☕ DATAGRO Primeira Chamada – Grãos ☕
6 de Julho de 2026
— < Análises DATAGRO > —
SOJA
● Nesta sexta-feira (04), não houve pregão na CBOT em razão do feriado do Dia da Independência dos EUA. A semana encerrou com a primeira posição acumulando ganho de 0,5% desde sexta-feira (26), a USc 1.131,75/bushel. No complexo, o farelo acumulou alta de 0,2% e o óleo recuou 0,1% no período.
● Suporte semanal com queda no dólar lá fora, expectativa de demanda pela China, e alta forte no milho.
● Fatores de pressão: as precipitações positivas nos EUA; acordo de cessar-fogo entre EUA e Irã pressiona petróleo e biocombustíveis em geral; exportações latino-americanas em ritmo consistente. Estoques trimestrais altos nos EUA; Vendas semanais dos EUA bem abaixo do esperado.
● Fatores de suporte: esmagamento e exportações EUA aquecidas; Bons embarques na última semana; Tratativas com China sobre o retorno das compras e alíquotas.
MILHO
● Nesta sexta-feira (04), não houve pregão na CBOT em razão do feriado do Dia da Independência dos EUA. A semana encerrou com a primeira posição acumulando alta de 3,0% desde sexta-feira (26), a USc 425,00/bushel, reflexo da recuperação observada ao longo dos últimos pregões.
● Nova alta forte impulsionada pelo recuo no dólar DXY, positivo relatório de registros de exportação nos EUA e preocupação com o clima seco e quente na Europa, especialmente com perdas sendo contabilizadas na França.
● Fatores de pressão: desvalorização do petróleo no mercado internacional; início da colheita do milho safrinha no Brasil; condições climáticas positivas nos EUA; expectativa de safra cheia na China limitando compras no mercado internacional; colheita avançada na Argentina.
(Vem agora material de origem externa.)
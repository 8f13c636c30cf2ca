use crate::aggregate::Summary;

/// Format an aggregated run for the terminal
pub fn format_summary(summary: &Summary) -> String {
    let mut output = String::new();
    output.push_str(&format!(
        "total: {}  errors: {}  warnings: {}  info: {}\n",
        summary.counts.total, summary.counts.error, summary.counts.warning, summary.counts.info
    ));

    if summary.sorted.is_empty() {
        output.push_str("\nNo findings\n");
        return output.trim_end().to_string();
    }

    output.push('\n');
    for diagnostic in &summary.sorted {
        output.push_str(&format!("[{}] {}\n", diagnostic.severity, diagnostic.message));
    }
    output.trim_end().to_string()
}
● Fatores de suporte: Retração de área 2026/27; vendas para exportação aquecidas; Bons embarques na última semana. Estoques trimestrais altos, mas abaixo das expectativas; Vendas semanais dos EUA positivas.
Brasil
● No mercado físico brasileiro, a soja operou com viés neutro e pouca liquidez, acompanhando a ausência da CBOT. Nos portos, Paranaguá (PR) e Santos (SP) foram indicadas ao redor de R$ 140,00/60kg, registrando boa valorização na semana. O movimento reflete a combinação entre a melhora externa recente e o ritmo firme de exportações, que segue sustentando o interesse comprador nas praças portuárias, e mantendo os prêmios aquecidos.
● No mercado físico brasileiro, a saca de milho em Campinas (SP) foi indicada entre R$ 62,00 e R$ 63,00/60kg CIF diferido, estável no dia e na semana. O mercado segue retraído aguardando a aproximação de maiores volumes com a colheita do milho safrinha.
[B]³
● Na B3, o contrato de primeira posição registrou retração de 0,1% no pregão, cotado em R$64,40/60kg, desde o início da semana há um acumulado de +0,1%. Já o contrato de setembro/26 obtém queda de 1,5% no dia, com uma retração de 1,3% desde sexta-feira (26).
⏱️ ATENÇÃO HOJE
✔️ As previsões climáticas para esta nova semana na região do Corn Belt nos EUA indicam condições favoráveis ao desenvolvimento das lavouras.
✔️ Segundo dados divulgados pela Secex, o Brasil exportou 14,5 mi de t de soja em junho e 434 mil t de milho.
✔️ Nesta quinta (02), os EUA divulgaram seu relatório de vendas para exportação, mostrando bastante demanda no milho em vendas em ambas as safras, e fraqueza no comércio de soja.
✔️ Nesta segunda (06), os EUA divulgam novos dados de embarques e atualizações sobre as condições das lavouras.
✔️ Na sexta (10), há a atualização do relatório mensal do USDA.